Nous ne mésestimons pas l'effort que semble vouloir faire le gouvernement pour combattre ce fléau, mais nous répétons, une fois de plus, que le traitement social et statistique du chômage n'est qu'un emplâtre sur une jambe de bois. Seule une reprise économique bien conduite peut nous permettre de sortir de l'impasse dans laquelle nous nous enfermons peu à peu. Le chômage du personnel d'encadrement continue à progresser au rythme de 35 % par an. Nous vivons cette préoccupation catégorielle d'autant plus douloureusement qu'elle est annonciatrice d'une détérioration de l'emploi en général encore plus forte que celle que nous avons vécue jusqu'alors.

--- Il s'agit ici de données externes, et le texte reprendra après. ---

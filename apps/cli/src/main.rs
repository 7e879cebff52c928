//! nabla - operator CLI for the database-backup service
//!
//! Configuration comes from `config.toml` and `NABLA_*` variables (see
//! `nabla_db_backup::config`). Logs go to stderr, results to stdout.
//!
//! Usage:
//!   nabla databases
//!   nabla backup shop
//!   nabla search 10.0.0 --sort-by createdAt:desc --limit 20
//!   nabla export-csv --db shop --output backups.csv
//!   nabla schedules create --db shop --interval week --day 0 --hour 2

use anyhow::{Context, Result};
use clap::{Parser, Subcommand};
use nabla_db_backup::config::Config;
use nabla_db_backup::models::{
    Backup, BackupQuery, BackupSchedule, Interval, NewSchedule, SchedulePatch, BACKUP_SCHEMA,
};
use nabla_db_backup::{logging, monitor, MoontowerSdk, NablaDbBackup};
use nabla_query::{csv_export, PageResult, QueryFilter, RawQueryOptions};
use std::io::Write;
use std::time::Duration;

#[derive(Parser, Debug)]
#[command(name = "nabla")]
#[command(about = "Database backup requests, schedules and backup-record search", version)]
struct Cli {
    /// Print JSON instead of tables
    #[arg(long, global = true)]
    json: bool,

    #[command(subcommand)]
    command: Command,
}

#[derive(Subcommand, Debug)]
enum Command {
    /// Search backup records
    Search {
        /// Case-insensitive pattern matched against ip, file and db
        search: Option<String>,

        /// Sort keys, e.g. `createdAt:desc,db`
        #[arg(long)]
        sort_by: Option<String>,

        /// Relations to expand, e.g. `user`
        #[arg(long)]
        populate: Option<String>,

        #[arg(long)]
        limit: Option<String>,

        #[arg(long)]
        page: Option<String>,

        /// Query the remote service instead of the local store
        #[arg(long)]
        remote: bool,
    },

    /// Export local backup records as CSV
    ExportCsv {
        #[arg(long)]
        search: Option<String>,

        /// Only records of this database
        #[arg(long)]
        db: Option<String>,

        /// Output file (stdout when omitted)
        #[arg(short, long)]
        output: Option<std::path::PathBuf>,
    },

    /// List databases and the statistics a backup request would report
    Databases,

    /// Request a backup of a database
    Backup {
        db: String,
    },

    /// Manage backup schedules
    Schedules {
        #[command(subcommand)]
        command: ScheduleCommand,
    },

    /// Print connection diagnostics until interrupted
    Monitor {
        /// Seconds between reports
        #[arg(long, default_value_t = 10)]
        interval: u64,

        /// Stop after this many reports
        #[arg(long)]
        count: Option<u64>,
    },
}

#[derive(Subcommand, Debug)]
enum ScheduleCommand {
    List,
    Create {
        #[arg(long)]
        db: String,

        /// day, week or month
        #[arg(long)]
        interval: Interval,

        /// Day of week for weekly schedules, Sunday = 0
        #[arg(long)]
        day: Option<u8>,

        /// Hour of day, 0-23
        #[arg(long)]
        hour: u8,
    },
    Update {
        id: String,

        #[arg(long)]
        interval: Option<Interval>,

        #[arg(long)]
        day: Option<u8>,

        #[arg(long)]
        hour: Option<u8>,
    },
    Delete {
        id: String,
    },
}

#[tokio::main]
async fn main() -> Result<()> {
    let cli = Cli::parse();

    let config = Config::load().context("Failed to load configuration")?;
    config
        .validate()
        .map_err(|e| anyhow::anyhow!("Invalid configuration: {e}"))?;

    let _telemetry_guard =
        logging::init_logging(&config.logging).context("Failed to initialize logging")?;

    let sdk = MoontowerSdk::new(config).context("Failed to initialize SDK")?;
    let result = run(&sdk.db_backup, cli).await;
    sdk.db_backup.close().await;

    logging::shutdown_telemetry();
    result
}

async fn run(service: &NablaDbBackup, cli: Cli) -> Result<()> {
    match cli.command {
        Command::Search {
            search,
            sort_by,
            populate,
            limit,
            page,
            remote,
        } => {
            let options = RawQueryOptions {
                sort_by,
                populate,
                limit: limit.map(Into::into),
                page: page.map(Into::into),
            };
            let results = if remote {
                let query = BackupQuery { search, options };
                service.query_remote_backups(&query).await?
            } else {
                service.connect().await?;
                service.search_backups(search.as_deref(), &options).await?
            };
            if cli.json {
                print_json(&results)?;
            } else {
                print_backups(&results);
            }
        }

        Command::ExportCsv { search, db, output } => {
            service.connect().await?;
            let fields = BACKUP_SCHEMA.searchable_fields()?;
            let mut filter = QueryFilter::from_search(
                service
                    .config()
                    .search
                    .filter_builder()
                    .build(search.as_deref(), &fields)?,
            );
            if let Some(db) = db {
                filter = filter.with_equals("db", serde_json::Value::String(db));
            }

            let collection = service.store()?.collection(&BACKUP_SCHEMA);
            let rows = match output {
                Some(path) => {
                    let file = std::fs::File::create(&path)
                        .with_context(|| format!("Failed to create {}", path.display()))?;
                    csv_export::export_collection(&collection, filter, file).await?
                }
                None => {
                    let stdout = std::io::stdout();
                    csv_export::export_collection(&collection, filter, stdout.lock()).await?
                }
            };
            tracing::info!(rows, "CSV export complete");
        }

        Command::Databases => {
            service.connect().await?;
            let inventory = service.get_databases().await?;
            if cli.json {
                print_json(&inventory)?;
            } else {
                println!("Connected to {}", inventory.stats.db);
                println!(
                    "  size {} bytes, {} records, {} tables, {} users",
                    inventory.stats.data_size,
                    inventory.stats.objects,
                    inventory.stats.collections,
                    inventory.user_count
                );
                println!("Databases:");
                for name in &inventory.databases {
                    println!("  {name}");
                }
            }
        }

        Command::Backup { db } => {
            service.connect().await?;
            let backup = service
                .create_backup(&db)
                .await
                .with_context(|| format!("Backup request for {db} failed"))?;
            if cli.json {
                print_json(&backup)?;
            } else {
                println!("Backup {} requested for {} ({})", backup.id, backup.db, backup.file);
            }
        }

        Command::Schedules { command } => run_schedules(service, command, cli.json).await?,

        Command::Monitor { interval, count } => {
            let connection = service.connect().await?;
            let mut ticker = tokio::time::interval(Duration::from_secs(interval.max(1)));
            let mut reports = 0u64;
            loop {
                tokio::select! {
                    _ = ticker.tick() => {
                        let stats = monitor::snapshot(connection).await?;
                        if cli.json {
                            println!(
                                "{}",
                                serde_json::json!({
                                    "poolSize": stats.pool_size,
                                    "poolIdle": stats.pool_idle,
                                    "serverSessions": stats.server_sessions,
                                    "activeSessions": stats.active_sessions,
                                })
                            );
                        } else {
                            println!(
                                "pool {}/{} idle, {} server sessions ({} active)",
                                stats.pool_idle,
                                stats.pool_size,
                                stats.server_sessions,
                                stats.active_sessions
                            );
                        }
                        reports += 1;
                        if count.is_some_and(|count| reports >= count) {
                            break;
                        }
                    }
                    _ = tokio::signal::ctrl_c() => break,
                }
            }
        }
    }
    Ok(())
}

async fn run_schedules(service: &NablaDbBackup, command: ScheduleCommand, json: bool) -> Result<()> {
    match command {
        ScheduleCommand::List => {
            let schedules = service.list_schedules().await?;
            if json {
                print_json(&schedules)?;
            } else if schedules.is_empty() {
                println!("No schedules");
            } else {
                for schedule in &schedules {
                    print_schedule(schedule);
                }
            }
        }
        ScheduleCommand::Create {
            db,
            interval,
            day,
            hour,
        } => {
            let schedule = service
                .create_schedule(&NewSchedule {
                    db,
                    interval,
                    day,
                    hour,
                })
                .await?;
            if json {
                print_json(&schedule)?;
            } else {
                print_schedule(&schedule);
            }
        }
        ScheduleCommand::Update {
            id,
            interval,
            day,
            hour,
        } => {
            let schedule = service
                .update_schedule(&id, &SchedulePatch { interval, day, hour })
                .await?;
            if json {
                print_json(&schedule)?;
            } else {
                print_schedule(&schedule);
            }
        }
        ScheduleCommand::Delete { id } => {
            service.delete_schedule(&id).await?;
            println!("Deleted schedule {id}");
        }
    }
    Ok(())
}

fn print_json<T: serde::Serialize>(value: &T) -> Result<()> {
    let mut stdout = std::io::stdout().lock();
    serde_json::to_writer_pretty(&mut stdout, value)?;
    writeln!(stdout)?;
    Ok(())
}

fn print_backups(page: &PageResult<Backup>) {
    for backup in &page.results {
        let created = backup
            .created_at
            .map(|t| t.to_rfc3339())
            .unwrap_or_default();
        let status = backup.status.map(|s| s.as_str()).unwrap_or("-");
        println!(
            "{:<26} {:<20} {:<16} {:<10} {:<32} {}",
            backup.id, backup.db, backup.ip, status, backup.file, created
        );
    }
    println!(
        "page {}/{} ({} results)",
        page.page, page.total_pages, page.total_results
    );
}

fn print_schedule(schedule: &BackupSchedule) {
    let day = schedule
        .day
        .map(|d| format!(" day {d}"))
        .unwrap_or_default();
    println!(
        "{}  {}  every {}{} at {:02}:00",
        schedule.id,
        schedule.db,
        schedule.interval.as_str(),
        day,
        schedule.hour
    );
}
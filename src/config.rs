//! Configuration management for the artist lookup CLI.
//!
//! The only configuration this application has are the Spotify application
//! credentials. They are read from the process environment, which may be
//! populated from a `.env` file beforehand (see [`load_env`]).
//!
//! # Environment Variables
//!
//! - `CLIENT_ID` - Client id of the registered Spotify application
//! - `CLIENT_SECRET` - Client secret of the registered Spotify application

use std::{env, path::PathBuf};

use crate::{
    errors::{Error, Result},
    types::Credentials,
};

pub const CLIENT_ID_VAR: &str = "CLIENT_ID";
pub const CLIENT_SECRET_VAR: &str = "CLIENT_SECRET";

/// Loads environment variables from `.env` files.
///
/// Looks for a `.env` file in the platform-specific local data directory under
/// `artistcli/.env` first, then in the current working directory. Variables
/// already present in the environment are never overwritten, and a missing
/// file is not an error.
///
/// # Directory Structure
///
/// - Linux: `~/.local/share/artistcli/.env`
/// - macOS: `~/Library/Application Support/artistcli/.env`
/// - Windows: `%LOCALAPPDATA%/artistcli/.env`
pub fn load_env() {
    let path = env_path();
    match dotenv::from_path(&path) {
        Ok(()) => log::debug!("loaded environment from {}", path.display()),
        Err(e) => log::debug!("no environment file at {}: {}", path.display(), e),
    }

    if let Ok(local) = dotenv::dotenv() {
        log::debug!("loaded environment from {}", local.display());
    }
}

/// Reads the Spotify application credentials from the process environment.
///
/// # Errors
///
/// Returns [`Error::MissingCredential`] naming the first variable that is unset
/// or empty.
pub fn credentials() -> Result<Credentials> {
    credentials_from(|key| env::var(key).ok())
}

/// Builds credentials from an arbitrary variable lookup.
///
/// Empty values are treated the same as missing ones.
pub fn credentials_from<F>(lookup: F) -> Result<Credentials>
where
    F: Fn(&str) -> Option<String>,
{
    let read = |key: &'static str| {
        lookup(key)
            .filter(|value| !value.is_empty())
            .ok_or(Error::MissingCredential(key))
    };

    Ok(Credentials::new(read(CLIENT_ID_VAR)?, read(CLIENT_SECRET_VAR)?))
}

fn env_path() -> PathBuf {
    let mut path = dirs::data_local_dir().unwrap_or_else(|| PathBuf::from("."));
    path.push("artistcli/.env");
    path
}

La solidarité nationale, au travers de l'UNEDIC notamment, ne pourra continuer indéfiniment à prendre en charge tous ceux et celles à qui notre société refuse maintenant le droit au travail. Certes, tous les débats sont importants, mais nous ne pouvons pas perdre la bataille pour l'emploi sans mettre en cause l'avenir de notre pays.
Caton l'Ancien a sauvé l'Empire romain en répétant sans cesse. "Carthago delenda est" et Carthage fut détruite. À force de répéter qu'il faut relancer notre économie, peut-être participerai-je à préserver notre avenir, à condition que ceux qui ont le pouvoir politique et économique puissent enfin être atteints par mon message. Théoriquement, cela devrait être plus facile que dans l'Antiquité compte tenu du développement de nos moyens d'information et de communication.